Over the past couple years, however, I’ve found some solutions to those problems, though there are still tradeoffs.

I’ve found several “lower-cost” PC-based instruments to fill some crucial needs, and since I already have a PC on my workbench, it puts it to more use than just looking up datasheets. 

a few of the devices described here – RTL-SDR not shown.

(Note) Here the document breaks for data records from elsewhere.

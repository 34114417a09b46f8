//! Wire payloads for the Lambda Cloud REST API.

use serde::{Deserialize, Serialize};

/// Every response body wraps its payload in a `data` field.
#[derive(Debug, Deserialize)]
pub(crate) struct DataEnvelope<T> {
    pub(crate) data: T,
}

#[derive(Debug, Deserialize)]
pub(crate) struct LaunchData {
    #[serde(default)]
    pub(crate) instance_ids: Vec<String>,
}

#[derive(Debug, Serialize)]
pub(crate) struct TerminatePayload<'a> {
    pub(crate) instance_ids: [&'a str; 1],
}

#[derive(Debug, Serialize)]
pub(crate) struct AddKeyPayload<'a> {
    pub(crate) name: &'a str,
    pub(crate) public_key: &'a str,
}

#[cfg(test)]
mod tests {
    use super::*;

    #[test]
    fn launch_data_tolerates_missing_ids() {
        let envelope: DataEnvelope<LaunchData> = serde_json::from_str(r#"{"data":{}}"#)
            .unwrap_or_else(|err| panic!("decode: {err}"));
        assert!(envelope.data.instance_ids.is_empty());
    }

    #[test]
    fn terminate_payload_wraps_single_id() {
        let json = serde_json::to_string(&TerminatePayload {
            instance_ids: ["i-123"],
        })
        .unwrap_or_else(|err| panic!("encode: {err}"));
        assert_eq!(json, r#"{"instance_ids":["i-123"]}"#);
    }
}
//! Bounded, cancellable polling.
//!
//! Readiness checks retry at a fixed interval for a fixed number of attempts.
//! A [`WaitContext`] lets the caller abandon the wait early, either through a
//! [`CancelHandle`] or an absolute deadline.

use std::future::{Future, pending};
use std::time::Duration;

use thiserror::Error;
use tokio::select;
use tokio::sync::watch;
use tokio::time::{Instant, sleep_until};

/// Attempts and interval used for both readiness phases.
pub const READINESS_POLICY: PollPolicy = PollPolicy::new(60, Duration::from_secs(10));

/// Reasons a wait ended without a result.
#[derive(Clone, Copy, Debug, Error, Eq, PartialEq)]
pub enum WaitError {
    /// Every attempt ran without producing a result.
    #[error("gave up after {attempts} attempts")]
    Exhausted {
        /// Number of attempts made.
        attempts: u32,
    },
    /// The wait was cancelled through its [`CancelHandle`].
    #[error("wait cancelled")]
    Cancelled,
    /// The wait context deadline passed.
    #[error("wait deadline exceeded")]
    DeadlineExceeded,
}

/// Fixed-interval retry budget.
#[derive(Clone, Copy, Debug, Eq, PartialEq)]
pub struct PollPolicy {
    /// Maximum number of attempts.
    pub attempts: u32,
    /// Pause between consecutive attempts.
    pub interval: Duration,
}

impl PollPolicy {
    /// Creates a policy.
    #[must_use]
    pub const fn new(attempts: u32, interval: Duration) -> Self {
        Self { attempts, interval }
    }
}

/// Fires the paired [`CancelToken`]s.
#[derive(Debug)]
pub struct CancelHandle {
    sender: watch::Sender<bool>,
}

impl CancelHandle {
    /// Cancels every wait observing the paired token. Idempotent.
    pub fn cancel(&self) {
        self.sender.send_replace(true);
    }
}

/// Observes cancellation requested through a [`CancelHandle`].
#[derive(Clone, Debug)]
pub struct CancelToken {
    receiver: watch::Receiver<bool>,
}

impl CancelToken {
    /// Returns a token that is never cancelled.
    #[must_use]
    pub fn never() -> Self {
        let (_sender, receiver) = watch::channel(false);
        Self { receiver }
    }

    /// Returns `true` once cancellation has been requested.
    #[must_use]
    pub fn is_cancelled(&self) -> bool {
        *self.receiver.borrow()
    }

    /// Resolves when cancellation is requested. Pends forever if the handle
    /// is dropped without cancelling.
    pub async fn cancelled(&self) {
        let mut receiver = self.receiver.clone();
        loop {
            if *receiver.borrow_and_update() {
                return;
            }
            if receiver.changed().await.is_err() {
                pending::<()>().await;
            }
        }
    }
}

/// Creates a linked cancel handle and token.
#[must_use]
pub fn cancellation() -> (CancelHandle, CancelToken) {
    let (sender, receiver) = watch::channel(false);
    (CancelHandle { sender }, CancelToken { receiver })
}

/// Cancellation and deadline shared by every wait in one operation.
#[derive(Clone, Debug)]
pub struct WaitContext {
    cancel: CancelToken,
    deadline: Option<Instant>,
}

impl Default for WaitContext {
    fn default() -> Self {
        Self::new(CancelToken::never())
    }
}

impl WaitContext {
    /// Creates a context without a deadline.
    #[must_use]
    pub const fn new(cancel: CancelToken) -> Self {
        Self {
            cancel,
            deadline: None,
        }
    }

    /// Adds an absolute deadline `timeout` from now.
    #[must_use]
    pub fn with_timeout(self, timeout: Duration) -> Self {
        Self {
            deadline: Some(Instant::now() + timeout),
            ..self
        }
    }

    /// Fails fast when the context is already cancelled or expired.
    ///
    /// # Errors
    ///
    /// Returns [`WaitError::Cancelled`] or [`WaitError::DeadlineExceeded`].
    pub fn check(&self) -> Result<(), WaitError> {
        if self.cancel.is_cancelled() {
            return Err(WaitError::Cancelled);
        }
        if self.deadline.is_some_and(|deadline| Instant::now() >= deadline) {
            return Err(WaitError::DeadlineExceeded);
        }
        Ok(())
    }

    /// Sleeps for `interval`, waking early on cancellation or at the deadline.
    ///
    /// # Errors
    ///
    /// Returns [`WaitError::Cancelled`] or [`WaitError::DeadlineExceeded`]
    /// when the sleep is cut short.
    pub async fn pause(&self, interval: Duration) -> Result<(), WaitError> {
        self.check()?;
        let wake = Instant::now() + interval;
        let clipped = self.deadline.filter(|deadline| *deadline < wake);

        select! {
            () = sleep_until(clipped.unwrap_or(wake)) => {}
            () = self.cancel.cancelled() => return Err(WaitError::Cancelled),
        }

        if clipped.is_some() {
            return Err(WaitError::DeadlineExceeded);
        }
        Ok(())
    }

    /// Runs `fut` until it completes, cancellation arrives, or the deadline
    /// passes. A future that loses the race is dropped mid-flight.
    async fn race<T>(&self, fut: impl Future<Output = T>) -> Result<T, WaitError> {
        let expiry = async {
            match self.deadline {
                Some(deadline) => sleep_until(deadline).await,
                None => pending::<()>().await,
            }
        };

        select! {
            value = fut => Ok(value),
            () = self.cancel.cancelled() => Err(WaitError::Cancelled),
            () = expiry => Err(WaitError::DeadlineExceeded),
        }
    }
}

/// Calls `attempt` with a 1-based attempt number until it yields `Some`,
/// pausing `policy.interval` between attempts. No pause follows the final
/// attempt.
///
/// # Errors
///
/// Returns [`WaitError::Exhausted`] when the budget runs out, or the
/// context's cancellation or deadline error.
pub async fn poll_until<T, F, Fut>(
    policy: PollPolicy,
    ctx: &WaitContext,
    mut attempt: F,
) -> Result<T, WaitError>
where
    F: FnMut(u32) -> Fut,
    Fut: Future<Output = Option<T>>,
{
    for number in 1..=policy.attempts {
        ctx.check()?;
        if let Some(value) = ctx.race(attempt(number)).await? {
            return Ok(value);
        }
        if number < policy.attempts {
            ctx.pause(policy.interval).await?;
        }
    }

    Err(WaitError::Exhausted {
        attempts: policy.attempts,
    })
}

#[cfg(test)]
mod tests {
    use super::*;
    use std::sync::Arc;
    use std::sync::atomic::{AtomicU32, Ordering};

    const FAST: PollPolicy = PollPolicy::new(5, Duration::from_millis(1));

    #[tokio::test]
    async fn returns_first_successful_attempt() {
        let ctx = WaitContext::default();
        let result = poll_until(FAST, &ctx, |n| async move { (n == 3).then_some(n) }).await;
        assert_eq!(result, Ok(3));
    }

    #[tokio::test]
    async fn exhausts_after_budget_without_trailing_pause() {
        let calls = Arc::new(AtomicU32::new(0));
        let policy = PollPolicy::new(3, Duration::from_millis(200));
        let ctx = WaitContext::default();
        let started = Instant::now();

        let counter = Arc::clone(&calls);
        let result: Result<(), _> = poll_until(policy, &ctx, move |_| {
            counter.fetch_add(1, Ordering::SeqCst);
            async { None }
        })
        .await;

        assert_eq!(result, Err(WaitError::Exhausted { attempts: 3 }));
        assert_eq!(calls.load(Ordering::SeqCst), 3);
        assert!(
            started.elapsed() < Duration::from_millis(600),
            "two pauses expected, took {:?}",
            started.elapsed()
        );
    }

    #[tokio::test]
    async fn zero_attempts_exhausts_immediately() {
        let ctx = WaitContext::default();
        let result: Result<(), _> =
            poll_until(PollPolicy::new(0, Duration::ZERO), &ctx, |_| async { None }).await;
        assert_eq!(result, Err(WaitError::Exhausted { attempts: 0 }));
    }

    #[tokio::test]
    async fn cancellation_interrupts_pause() {
        let (handle, token) = cancellation();
        let ctx = WaitContext::new(token);
        let policy = PollPolicy::new(10, Duration::from_secs(3600));

        let waiter = tokio::spawn(async move {
            poll_until::<(), _, _>(policy, &ctx, |_| async { None }).await
        });
        tokio::time::sleep(Duration::from_millis(20)).await;
        handle.cancel();

        let result = waiter
            .await
            .unwrap_or_else(|err| panic!("join failed: {err}"));
        assert_eq!(result, Err(WaitError::Cancelled));
    }

    #[tokio::test]
    async fn already_cancelled_context_never_attempts() {
        let (handle, token) = cancellation();
        handle.cancel();
        let ctx = WaitContext::new(token);
        let calls = Arc::new(AtomicU32::new(0));
        let counter = Arc::clone(&calls);

        let result: Result<(), _> = poll_until(FAST, &ctx, move |_| {
            counter.fetch_add(1, Ordering::SeqCst);
            async { None }
        })
        .await;

        assert_eq!(result, Err(WaitError::Cancelled));
        assert_eq!(calls.load(Ordering::SeqCst), 0);
    }

    #[tokio::test]
    async fn deadline_clips_long_pause() {
        let ctx = WaitContext::default().with_timeout(Duration::from_millis(30));
        let policy = PollPolicy::new(10, Duration::from_secs(3600));
        let started = Instant::now();

        let result: Result<(), _> = poll_until(policy, &ctx, |_| async { None }).await;

        assert_eq!(result, Err(WaitError::DeadlineExceeded));
        assert!(started.elapsed() < Duration::from_secs(5));
    }

    #[tokio::test]
    async fn cancellation_interrupts_running_attempt() {
        let (handle, token) = cancellation();
        let ctx = WaitContext::new(token);
        let started = Instant::now();

        let waiter = tokio::spawn(async move {
            poll_until::<(), _, _>(FAST, &ctx, |_| pending::<Option<()>>()).await
        });
        tokio::time::sleep(Duration::from_millis(20)).await;
        handle.cancel();

        let result = waiter
            .await
            .unwrap_or_else(|err| panic!("join failed: {err}"));
        assert_eq!(result, Err(WaitError::Cancelled));
        assert!(started.elapsed() < Duration::from_secs(5));
    }

    #[tokio::test]
    async fn deadline_interrupts_running_attempt() {
        let ctx = WaitContext::default().with_timeout(Duration::from_millis(30));
        let started = Instant::now();

        let result: Result<(), _> = poll_until(FAST, &ctx, |_| pending::<Option<()>>()).await;

        assert_eq!(result, Err(WaitError::DeadlineExceeded));
        assert!(started.elapsed() < Duration::from_secs(5));
    }

    #[test]
    fn never_token_is_not_cancelled() {
        assert!(!CancelToken::never().is_cancelled());
    }
}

RTL-SDRs of all types (Credit: Noo-Elec)

The most common (and probably cheapest) item on the market today is the RTL-SDR software defined receiver.  I’ve used these to align transmitters in the past. 


  • They’re CHEAP
  • They include demodulators for AM, FM, WFM, SSB, and others, depending on the software used (the beauty of SOFTWARE defined radio)
  • Multi-platform…  software packages exist for Windows and Linux (and Mac, I suspect)
  • USB bus powered


  • Input level calibration is of unknown quality
  • The primary issue is the frequency uncertainty.  Because of the “quality” (let’s face it, the thing is only $20), and the original purpose (a TV channel can be pretty wide), the device has a PPM error that can be accounted for in a couple of ways:
    • Use a known signal source, such as a NOAA weather signal as a reference to determine the error
      • Most software packages, such as SDR#, have an offset entry field in the software.  Tune to the known signal (where it SHOULD be), and then adjust this field until the signal is received properly (i.e., it is tuned on frequency as it should be).
    • Use a calibrated signal generator to determine the offset in a manner similar to that mentioned above
  • Maximum search bandwidth – at any given time, it can only receive 1 – 2 MHz maximum bandwidth.  If you know approximately where the signal you’re looking for should be, this isn’t an issue.  
    • If you don’t know your approximate frequency, then there are other solutions – “Spektrum” (https://www.rtl-sdr.com/tag/spektrum/) is a solution – it will scan a larger frequency range (below the 60ish MHz minimum frequency range, too) than the 1 – 2 MHz bandwidth.  The issue this presents is that you need two pieces of software to find, and then tune into, your signal of interest (assuming you want to demodulate it once you find it)
  • Another downside to programs like SDR# and Spektrum is the software that must be installed.   For a personal machine, Zadig and Java (respectively) are a non-issue.   For a work application, or a borrowed computer, these aren’t necessarily easy.  

Docsis 3 Cable Modem

Don’t laugh – I’ve written about this before.   The DOCSIS 3.0 cable modems included a spectrum analyzer interface (if you can find personally owned models… the cable companies locked this functionality down after it was found to provide a back door into the modems).   While it only works 1 – 1000 MHz, that’s generally enough for general radio work, and wide spectrum signal searching. A word of caution: DOCSIS 2.0 did not have this functionality that I can find.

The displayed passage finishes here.